The leather alliance failed to respond and lost its tax exempt status the following month. However, it continued to receive money intended for the nightlife fund which, in turn, continued to solicit donations with the understanding that those donations were tax-deductible in California as well as at the federal level. It's important to note that, during this time, the leather alliance still enjoyed tax exempt status with the IRS. In fact, at the time of writing this story, it still does. The nightlife fund continued to solicit gifts, notifying would-be donors on its website that "[d]onations to QNF are tax-deductible contributions. The San Francisco Queer Nightlife fund is a fiscally sponsored project of the San Francisco Bay Area Leather Alliance, a 501(c)3 nonprofit."
What to do
There was no reason for potential donors to assume their gifts weren't tax deductible when they filed their state tax returns. In cases like this, said the CPA, their advice would be for donors to contact the Franchise Tax Board and to contact the organization in question directly.

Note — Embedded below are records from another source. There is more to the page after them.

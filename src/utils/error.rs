use std::fmt;
use thiserror::Error;

/// 會中止執行的 dictionary 操作
#[derive(Debug, Clone, Copy, PartialEq, Eq)]
pub enum RemoteOperation {
    CreateDictionary,
    UpdateDictionary,
    DeleteDictionary,
}

impl fmt::Display for RemoteOperation {
    fn fmt(&self, f: &mut fmt::Formatter<'_>) -> fmt::Result {
        let name = match self {
            RemoteOperation::CreateDictionary => "createDictionary",
            RemoteOperation::UpdateDictionary => "updateDictionary",
            RemoteOperation::DeleteDictionary => "deleteDictionary",
        };
        f.write_str(name)
    }
}

/// 遠端合規服務回報的錯誤
#[derive(Error, Debug, Clone, PartialEq, Eq)]
pub enum RemoteError {
    #[error("not found: {0}")]
    NotFound(String),

    #[error("operation not supported: {0}")]
    Unsupported(String),

    #[error("authentication failed: {0}")]
    AuthFailed(String),

    #[error("network error: {0}")]
    Network(String),

    #[error("API error: {status} - {message}")]
    Api { status: u16, message: String },
}

impl RemoteError {
    /// 目標物件在遠端不存在 (update 找不到 rule package)
    pub fn is_not_found(&self) -> bool {
        matches!(self, RemoteError::NotFound(_))
    }

    pub fn is_unsupported(&self) -> bool {
        matches!(self, RemoteError::Unsupported(_))
    }
}

#[derive(Error, Debug)]
pub enum PublishError {
    #[error("IO error: {0}")]
    IoError(#[from] std::io::Error),

    #[error("HTTP client error: {0}")]
    HttpError(#[from] reqwest::Error),

    #[error("{operation} failed: {source}")]
    RemoteError {
        operation: RemoteOperation,
        #[source]
        source: RemoteError,
    },

    #[error("Required {kind} not found: {path}")]
    MissingPathError { kind: String, path: String },

    #[error("Configuration error in '{field}': {message}")]
    ConfigValidationError { field: String, message: String },

    #[error("Invalid value '{value}' for '{field}': {reason}")]
    InvalidConfigValueError {
        field: String,
        value: String,
        reason: String,
    },

    #[error("Rule package update failed: {message}")]
    UpdateFailedError { message: String },

    #[error("Rule package import failed: {message}")]
    ImportFailedError { message: String },

    #[error("Document encoding error: {message}")]
    EncodingError { message: String },

    #[error("Failed to write {path}: {source}")]
    WriteError {
        path: String,
        #[source]
        source: std::io::Error,
    },
}

/// 錯誤分類，用來決定是哪一個階段失敗
#[derive(Debug, Clone, Copy, PartialEq, Eq)]
pub enum ErrorCategory {
    Local,
    Config,
    Dictionary,
    Publish,
    Document,
}

#[derive(Debug, Clone, Copy, PartialEq, Eq, PartialOrd, Ord)]
pub enum ErrorSeverity {
    Low,
    Medium,
    High,
    Critical,
}

impl PublishError {
    pub fn remote(operation: RemoteOperation, source: RemoteError) -> Self {
        PublishError::RemoteError {
            operation,
            source,
        }
    }

    pub fn missing_path(kind: impl Into<String>, path: impl Into<String>) -> Self {
        PublishError::MissingPathError {
            kind: kind.into(),
            path: path.into(),
        }
    }

    pub fn category(&self) -> ErrorCategory {
        match self {
            PublishError::IoError(_) | PublishError::MissingPathError { .. } => {
                ErrorCategory::Local
            }
            PublishError::ConfigValidationError { .. }
            | PublishError::InvalidConfigValueError { .. } => ErrorCategory::Config,
            PublishError::RemoteError { .. } => ErrorCategory::Dictionary,
            PublishError::HttpError(_)
            | PublishError::UpdateFailedError { .. }
            | PublishError::ImportFailedError { .. } => ErrorCategory::Publish,
            PublishError::EncodingError { .. } | PublishError::WriteError { .. } => {
                ErrorCategory::Document
            }
        }
    }

    pub fn severity(&self) -> ErrorSeverity {
        match self {
            PublishError::ConfigValidationError { .. }
            | PublishError::InvalidConfigValueError { .. }
            | PublishError::MissingPathError { .. } => ErrorSeverity::High,
            PublishError::RemoteError { source, .. } => match source {
                RemoteError::Network(_) => ErrorSeverity::Medium,
                _ => ErrorSeverity::High,
            },
            PublishError::HttpError(_) => ErrorSeverity::Medium,
            PublishError::UpdateFailedError { .. } | PublishError::ImportFailedError { .. } => {
                ErrorSeverity::High
            }
            PublishError::IoError(_)
            | PublishError::EncodingError { .. }
            | PublishError::WriteError { .. } => ErrorSeverity::Critical,
        }
    }

    /// 失敗階段的名稱，讓操作者知道要重試哪一步
    pub fn phase(&self) -> &'static str {
        match self.category() {
            ErrorCategory::Local => "local files",
            ErrorCategory::Config => "configuration",
            ErrorCategory::Dictionary => "ensure dictionaries",
            ErrorCategory::Publish => "publish rule package",
            ErrorCategory::Document => "rule pack rewrite",
        }
    }

    pub fn exit_code(&self) -> i32 {
        match self.category() {
            ErrorCategory::Local | ErrorCategory::Config => 1,
            ErrorCategory::Dictionary => 2,
            ErrorCategory::Publish => 3,
            ErrorCategory::Document => 4,
        }
    }

    pub fn user_friendly_message(&self) -> String {
        format!("[{}] {}", self.phase(), self)
    }

    pub fn recovery_suggestion(&self) -> String {
        match self {
            PublishError::MissingPathError { kind, .. } => {
                format!("Check --root and the {} path in the configuration file", kind)
            }
            PublishError::ConfigValidationError { .. }
            | PublishError::InvalidConfigValueError { .. } => {
                "Fix the configuration file and run again".to_string()
            }
            PublishError::RemoteError { source, .. } => match source {
                RemoteError::AuthFailed(_) => {
                    "Refresh the service token (service.token) and run again".to_string()
                }
                RemoteError::Network(_) => {
                    "Check connectivity to service.endpoint and retry".to_string()
                }
                RemoteError::NotFound(_) => {
                    "The dictionary was removed remotely; run again to recreate it".to_string()
                }
                _ => "Inspect the service response above and retry this phase".to_string(),
            },
            PublishError::UpdateFailedError { .. } => {
                "Verify the rule package exists remotely, or publish with --import".to_string()
            }
            PublishError::ImportFailedError { .. } => {
                "A rule package with this identity may already exist; try --update".to_string()
            }
            PublishError::HttpError(_) => "Check connectivity and retry".to_string(),
            PublishError::IoError(_)
            | PublishError::EncodingError { .. }
            | PublishError::WriteError { .. } => {
                "Check file permissions and that the rule pack is UTF-8 or UTF-16LE".to_string()
            }
        }
    }
}

pub type Result<T> = std::result::Result<T, PublishError>;

#[cfg(test)]
mod tests {
    use super::*;

    #[test]
    fn test_dictionary_errors_map_to_dictionary_phase() {
        let err = PublishError::remote(
            RemoteOperation::CreateDictionary,
            RemoteError::Network("down".into()),
        );
        assert_eq!(err.category(), ErrorCategory::Dictionary);
        assert_eq!(err.exit_code(), 2);
        assert_eq!(err.severity(), ErrorSeverity::Medium);
    }

    #[test]
    fn test_publish_errors_map_to_publish_phase() {
        let err = PublishError::UpdateFailedError {
            message: "boom".into(),
        };
        assert_eq!(err.category(), ErrorCategory::Publish);
        assert_eq!(err.exit_code(), 3);
        assert!(err.user_friendly_message().starts_with("[publish rule package]"));
    }

    #[test]
    fn test_missing_path_is_local() {
        let err = PublishError::missing_path("rule pack", "/nope.xml");
        assert_eq!(err.exit_code(), 1);
        assert!(err.to_string().contains("/nope.xml"));
    }

    #[test]
    fn test_remote_error_predicates() {
        assert!(RemoteError::NotFound("x".into()).is_not_found());
        assert!(!RemoteError::Api {
            status: 500,
            message: "x".into()
        }
        .is_not_found());
        assert!(RemoteError::Unsupported("x".into()).is_unsupported());
    }
}
use crate::domain::model::{NewDictionary, RemoteDictionary};
use crate::utils::error::{RemoteError, Result};
use async_trait::async_trait;

pub type RemoteResult<T> = std::result::Result<T, RemoteError>;

pub trait Storage: Send + Sync {
    fn read_file(&self, path: &str) -> impl std::future::Future<Output = Result<Vec<u8>>> + Send;
    fn write_file(
        &self,
        path: &str,
        data: &[u8],
    ) -> impl std::future::Future<Output = Result<()>> + Send;
    fn exists(&self, path: &str) -> impl std::future::Future<Output = bool> + Send;
    /// 列出目錄下指定副檔名的檔案 (相對路徑，依名稱排序)
    fn list_files(
        &self,
        dir: &str,
        extension: &str,
    ) -> impl std::future::Future<Output = Result<Vec<String>>> + Send;
}

/// 合規服務的 dictionary 與 rule package 操作
#[async_trait]
pub trait ComplianceService: Send + Sync {
    async fn list_dictionaries(&self) -> RemoteResult<Vec<RemoteDictionary>>;

    /// 建立 dictionary，回傳服務指派的 identity
    async fn create_dictionary(&self, request: &NewDictionary) -> RemoteResult<String>;

    /// 不支援時回傳 `RemoteError::Unsupported`
    async fn update_dictionary(&self, identity: &str, content: &str) -> RemoteResult<()>;

    async fn delete_dictionary(&self, identity: &str) -> RemoteResult<()>;

    async fn import_rule_package(&self, bytes: &[u8]) -> RemoteResult<()>;

    /// 遠端沒有這個 rule package 時回傳 `RemoteError::NotFound`
    async fn update_rule_package(&self, bytes: &[u8]) -> RemoteResult<()>;
}
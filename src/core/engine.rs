use crate::config::toml_config::PublisherConfig;
use crate::config::RunOptions;
use crate::core::dictionary_sync::DictionarySynchronizer;
use crate::core::keywords::load_keyword_lists;
use crate::core::publish::PublishForwarder;
use crate::core::rule_pack::RulePackPatcher;
use crate::domain::model::{IdentityMap, PublishOutcome, RunSummary};
use crate::domain::ports::{ComplianceService, Storage};
use crate::utils::error::{PublishError, Result};
use chrono::Utc;
use std::collections::HashSet;

/// 依序執行：dictionaries -> rule pack patch -> publish
pub struct PublishEngine<S: Storage, C: ComplianceService> {
    storage: S,
    service: C,
    config: PublisherConfig,
    options: RunOptions,
}

impl<S: Storage, C: ComplianceService> PublishEngine<S, C> {
    pub fn new(storage: S, service: C, config: PublisherConfig, options: RunOptions) -> Self {
        Self {
            storage,
            service,
            config,
            options,
        }
    }

    /// 在任何遠端呼叫之前確認需要的本地檔案都存在
    async fn preflight(&self) -> Result<()> {
        if self.options.ensure_dictionaries && !self.storage.exists(&self.config.keywords.directory).await
        {
            return Err(PublishError::missing_path(
                "keyword directory",
                self.config.keywords.directory.clone(),
            ));
        }
        if self.options.needs_rule_pack() && !self.storage.exists(&self.config.rule_pack.path).await {
            return Err(PublishError::missing_path(
                "rule pack",
                self.config.rule_pack.path.clone(),
            ));
        }
        Ok(())
    }

    pub async fn run(&self) -> Result<RunSummary> {
        let options = &self.options;
        let mut summary = RunSummary::new(options.preview);
        if options.preview {
            tracing::info!("🔍 WHAT-IF MODE - no files or remote objects will be modified");
        }

        self.preflight().await?;

        let lists = if options.ensure_dictionaries {
            load_keyword_lists(&self.storage, &self.config.keywords, |name| {
                self.config.description_for(name)
            })
            .await?
        } else {
            Vec::new()
        };

        let synchronizer = DictionarySynchronizer::new(&self.service, options.preview);
        let mut identities = IdentityMap::new();

        if options.ensure_dictionaries {
            tracing::info!("📚 Ensuring {} keyword dictionaries...", lists.len());
            let (results, synced) = synchronizer.sync_all(&lists).await?;
            for (name, identity) in synced.iter() {
                identities.insert(name, identity);
            }
            summary.dictionaries = results;
        }

        if options.inject {
            let handled: HashSet<&str> = summary
                .dictionaries
                .iter()
                .map(|r| r.name.as_str())
                .collect();
            let unresolved: Vec<&str> = self
                .config
                .placeholders
                .iter()
                .map(|b| b.dictionary.as_str())
                .filter(|name| !handled.contains(name) && identities.get(name).is_none())
                .collect();
            if !unresolved.is_empty() {
                tracing::debug!("Looking up {} existing dictionaries", unresolved.len());
                let existing = synchronizer.resolve_existing(unresolved).await;
                for (name, identity) in existing.iter() {
                    identities.insert(name, identity);
                }
            }
        }

        let patcher = RulePackPatcher::new(
            &self.storage,
            &self.config.rule_pack,
            &self.config.placeholders,
        );

        let patched = if options.patches_rule_pack() {
            tracing::info!("📝 Patching rule pack {}...", self.config.rule_pack.path);
            let patched = patcher
                .patch(
                    &identities,
                    options.inject,
                    options.increment_version,
                    options.preview,
                )
                .await?;
            let missing = patched.report.missing_identities();
            if !missing.is_empty() {
                tracing::warn!(
                    "⚠️ Partial injection: {} placeholder(s) left unresolved: {}",
                    missing.len(),
                    missing.join(", ")
                );
            }
            summary.patch = Some(patched.report.clone());
            Some(patched)
        } else {
            None
        };

        if let Some(mode) = options.publish {
            let rule_pack = match patched {
                Some(patched) => patched,
                None => patcher.read().await?,
            };

            let unresolved = patcher.unresolved(&rule_pack.text);
            summary.publish = Some(if unresolved.is_empty() {
                PublishForwarder::new(&self.service, options.fallback_to_import, options.preview)
                    .publish(&rule_pack.bytes, mode)
                    .await?
            } else {
                tracing::warn!(
                    "⚠️ Skipping {}: rule pack still contains placeholders {}",
                    mode,
                    unresolved.join(", ")
                );
                PublishOutcome::Skipped { unresolved }
            });
        }

        summary.finished_at = Some(Utc::now());
        Ok(summary)
    }
}
use crate::config::toml_config::PublisherConfig;
use crate::domain::model::{NewDictionary, RemoteDictionary};
use crate::domain::ports::{ComplianceService, RemoteResult};
use crate::utils::error::{PublishError, RemoteError, Result};
use async_trait::async_trait;
use reqwest::{Client, RequestBuilder, Response, StatusCode};
use serde::{Deserialize, Serialize};
use std::time::Duration;
use url::Url;

/// 合規服務的 REST 介面
#[derive(Debug, Clone)]
pub struct HttpComplianceClient {
    client: Client,
    endpoint: Url,
    token: Option<String>,
}

#[derive(Debug, Deserialize)]
struct CreatedDictionary {
    id: String,
}

#[derive(Debug, Serialize)]
struct DictionaryContent<'a> {
    content: &'a str,
}

impl HttpComplianceClient {
    pub fn new(endpoint: &str, token: Option<String>, timeout: Duration) -> Result<Self> {
        let invalid = |message: String| PublishError::InvalidConfigValueError {
            field: "service.endpoint".to_string(),
            value: endpoint.to_string(),
            reason: message,
        };
        let endpoint = Url::parse(endpoint).map_err(|e| invalid(e.to_string()))?;
        if endpoint.cannot_be_a_base() {
            return Err(invalid("endpoint must be a hierarchical URL".to_string()));
        }

        let client = Client::builder().timeout(timeout).build()?;
        Ok(Self {
            client,
            endpoint,
            token,
        })
    }

    pub fn from_config(config: &PublisherConfig) -> Result<Self> {
        // 未替換的 ${VAR} 視為沒有 token
        let token = config
            .service
            .token
            .clone()
            .filter(|t| !t.trim().is_empty() && !t.starts_with("${"));
        if token.is_none() {
            tracing::debug!("No service token configured, sending anonymous requests");
        }
        Self::new(
            &config.service.endpoint,
            token,
            Duration::from_secs(config.timeout_seconds()),
        )
        .map_err(|e| match e {
            PublishError::HttpError(source) => PublishError::ConfigValidationError {
                field: "service".to_string(),
                message: format!("could not build HTTP client: {}", source),
            },
            other => other,
        })
    }

    /// 每個 segment 都會被 percent-encode，identity 裡的 `/`、`?` 不會改變路徑
    fn url(&self, segments: &[&str]) -> Url {
        let mut url = self.endpoint.clone();
        if let Ok(mut path) = url.path_segments_mut() {
            path.pop_if_empty().extend(segments);
        }
        url
    }

    async fn send(&self, request: RequestBuilder, what: &str) -> RemoteResult<Response> {
        let request = match &self.token {
            Some(token) => request.bearer_auth(token),
            None => request,
        };

        let response = request
            .send()
            .await
            .map_err(|e| RemoteError::Network(e.to_string()))?;

        tracing::debug!("{}: API response status: {}", what, response.status());

        if response.status().is_success() {
            return Ok(response);
        }

        let status = response.status();
        let body = response.text().await.unwrap_or_default();
        Err(classify_status(status, what, body))
    }
}

/// 把 HTTP 狀態碼對應到 RemoteError
fn classify_status(status: StatusCode, what: &str, body: String) -> RemoteError {
    let detail = |fallback: String| if body.is_empty() { fallback } else { body.clone() };
    match status {
        StatusCode::NOT_FOUND => RemoteError::NotFound(detail(what.to_string())),
        StatusCode::METHOD_NOT_ALLOWED | StatusCode::NOT_IMPLEMENTED => {
            RemoteError::Unsupported(what.to_string())
        }
        StatusCode::UNAUTHORIZED | StatusCode::FORBIDDEN => {
            RemoteError::AuthFailed(detail(status.to_string()))
        }
        _ => RemoteError::Api {
            status: status.as_u16(),
            message: body,
        },
    }
}

#[async_trait]
impl ComplianceService for HttpComplianceClient {
    async fn list_dictionaries(&self) -> RemoteResult<Vec<RemoteDictionary>> {
        let response = self
            .send(self.client.get(self.url(&["dictionaries"])), "listDictionaries")
            .await?;
        response
            .json::<Vec<RemoteDictionary>>()
            .await
            .map_err(|e| RemoteError::Api {
                status: 200,
                message: format!("unexpected dictionary list payload: {}", e),
            })
    }

    async fn create_dictionary(&self, request: &NewDictionary) -> RemoteResult<String> {
        tracing::debug!("Creating dictionary '{}'", request.name);
        let response = self
            .send(
                self.client.post(self.url(&["dictionaries"])).json(request),
                "createDictionary",
            )
            .await?;
        let created: CreatedDictionary =
            response.json().await.map_err(|e| RemoteError::Api {
                status: 200,
                message: format!("unexpected create payload: {}", e),
            })?;
        Ok(created.id)
    }

    async fn update_dictionary(&self, identity: &str, content: &str) -> RemoteResult<()> {
        self.send(
            self.client
                .put(self.url(&["dictionaries", identity]))
                .json(&DictionaryContent { content }),
            "updateDictionary",
        )
        .await?;
        Ok(())
    }

    async fn delete_dictionary(&self, identity: &str) -> RemoteResult<()> {
        self.send(
            self.client
                .delete(self.url(&["dictionaries", identity])),
            "deleteDictionary",
        )
        .await?;
        Ok(())
    }

    async fn import_rule_package(&self, bytes: &[u8]) -> RemoteResult<()> {
        self.send(
            self.client
                .post(self.url(&["rule-packages"]))
                .header(reqwest::header::CONTENT_TYPE, "application/xml")
                .body(bytes.to_vec()),
            "importRulePackage",
        )
        .await?;
        Ok(())
    }

    async fn update_rule_package(&self, bytes: &[u8]) -> RemoteResult<()> {
        self.send(
            self.client
                .put(self.url(&["rule-packages"]))
                .header(reqwest::header::CONTENT_TYPE, "application/xml")
                .body(bytes.to_vec()),
            "updateRulePackage",
        )
        .await?;
        Ok(())
    }
}

#[cfg(test)]
mod tests {
    use super::*;
    use httpmock::prelude::*;

    fn client(server: &MockServer) -> HttpComplianceClient {
        HttpComplianceClient::new(
            &server.base_url(),
            Some("secret".to_string()),
            Duration::from_secs(5),
        )
        .unwrap()
    }

    #[tokio::test]
    async fn test_list_dictionaries_sends_bearer_token() {
        let server = MockServer::start();
        let api_mock = server.mock(|when, then| {
            when.method(GET)
                .path("/dictionaries")
                .header("Authorization", "Bearer secret");
            then.status(200)
                .header("Content-Type", "application/json")
                .json_body(serde_json::json!([
                    {"id": "11111111-aaaa", "name": "Diagnosis", "description": "d"},
                    {"id": "22222222-bbbb", "name": "Medication", "content": "aspirin"}
                ]));
        });

        let dictionaries = client(&server).list_dictionaries().await.unwrap();

        api_mock.assert();
        assert_eq!(dictionaries.len(), 2);
        assert_eq!(dictionaries[0].identity, "11111111-aaaa");
        assert_eq!(dictionaries[1].content.as_deref(), Some("aspirin"));
    }

    #[tokio::test]
    async fn test_create_dictionary_returns_identity() {
        let server = MockServer::start();
        let api_mock = server.mock(|when, then| {
            when.method(POST)
                .path("/dictionaries")
                .json_body(serde_json::json!({
                    "name": "Diagnosis",
                    "description": "Diagnosis terms",
                    "content": "asthma\r\nflu"
                }));
            then.status(201)
                .header("Content-Type", "application/json")
                .json_body(serde_json::json!({"id": "33333333-cccc"}));
        });

        let identity = client(&server)
            .create_dictionary(&NewDictionary {
                name: "Diagnosis".to_string(),
                description: "Diagnosis terms".to_string(),
                content: "asthma\r\nflu".to_string(),
            })
            .await
            .unwrap();

        api_mock.assert();
        assert_eq!(identity, "33333333-cccc");
    }

    #[tokio::test]
    async fn test_update_dictionary_unsupported() {
        let server = MockServer::start();
        server.mock(|when, then| {
            when.method(PUT).path("/dictionaries/abc");
            then.status(405);
        });

        let err = client(&server)
            .update_dictionary("abc", "asthma")
            .await
            .unwrap_err();
        assert!(err.is_unsupported());
    }

    #[tokio::test]
    async fn test_update_rule_package_not_found() {
        let server = MockServer::start();
        let api_mock = server.mock(|when, then| {
            when.method(PUT)
                .path("/rule-packages")
                .header("Content-Type", "application/xml")
                .body("<RulePackage/>");
            then.status(404).body("rule package does not exist");
        });

        let err = client(&server)
            .update_rule_package(b"<RulePackage/>")
            .await
            .unwrap_err();

        api_mock.assert();
        assert!(err.is_not_found());
        assert!(err.to_string().contains("does not exist"));
    }

    #[tokio::test]
    async fn test_import_rule_package_error_surfaces_body() {
        let server = MockServer::start();
        server.mock(|when, then| {
            when.method(POST).path("/rule-packages");
            then.status(400).body("Version must be greater than existing");
        });

        let err = client(&server)
            .import_rule_package(b"<RulePackage/>")
            .await
            .unwrap_err();

        assert_eq!(
            err,
            RemoteError::Api {
                status: 400,
                message: "Version must be greater than existing".to_string()
            }
        );
    }

    #[tokio::test]
    async fn test_auth_failure() {
        let server = MockServer::start();
        server.mock(|when, then| {
            when.method(GET).path("/dictionaries");
            then.status(401);
        });

        let err = client(&server).list_dictionaries().await.unwrap_err();
        assert!(matches!(err, RemoteError::AuthFailed(_)));
    }

    #[test]
    fn test_identity_is_escaped_as_one_path_segment() {
        let client =
            HttpComplianceClient::new("https://compliance.example.com/api/", None, Duration::from_secs(5))
                .unwrap();

        let url = client.url(&["dictionaries", "a/b?c#d"]);

        assert_eq!(
            url.as_str(),
            "https://compliance.example.com/api/dictionaries/a%2Fb%3Fc%23d"
        );
        assert_eq!(url.path_segments().unwrap().count(), 3);
    }

    #[test]
    fn test_invalid_endpoint_is_a_config_error() {
        let err = HttpComplianceClient::new("not a url", None, Duration::from_secs(5)).unwrap_err();
        assert!(matches!(err, PublishError::InvalidConfigValueError { .. }));
        assert_eq!(err.exit_code(), 1);
    }

    #[tokio::test]
    async fn test_network_failure() {
        let client = HttpComplianceClient::new(
            "http://127.0.0.1:9",
            None,
            Duration::from_secs(2),
        )
        .unwrap();

        let err = client.list_dictionaries().await.unwrap_err();
        assert!(matches!(err, RemoteError::Network(_)));
    }
}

"Let them know 1) that you know and 2) that you have contacted the FTB. And I use FTB but it could also be the IRS. Depending, of course, on what was screwed up," the accountant said.
Garfold said she had spoken with the IRS about the matter.
"The IRS confirmed there is no negative impact on the donor if they made a donation in good faith," she said. "There is no negative repercussion to the donor at all."
Agreeing with Garfold, Hammock — who initiated the QNF fundraising efforts — said, "Because there's still federal status, it's nothing for our contributors to be concerned about."
The QNF steering committee, however, knew nothing of the leather alliance's tax issues, nor would it have had any reason to, he added. The leather alliance was a good fit for QNF's efforts and the relationship between the two organizations went very well, he said.
Despite the apparent lack of transparency around the leather alliance's tax-exempt status, Bartlett-Downey said she doesn't believe the group's problems are a result of intentional wrongdoing.
"Honestly, I think that the lapse was them making their best effort to help the most people during the pandemic," she said. "I think they had honest intentions. But there's a right way and a wrong way to do things."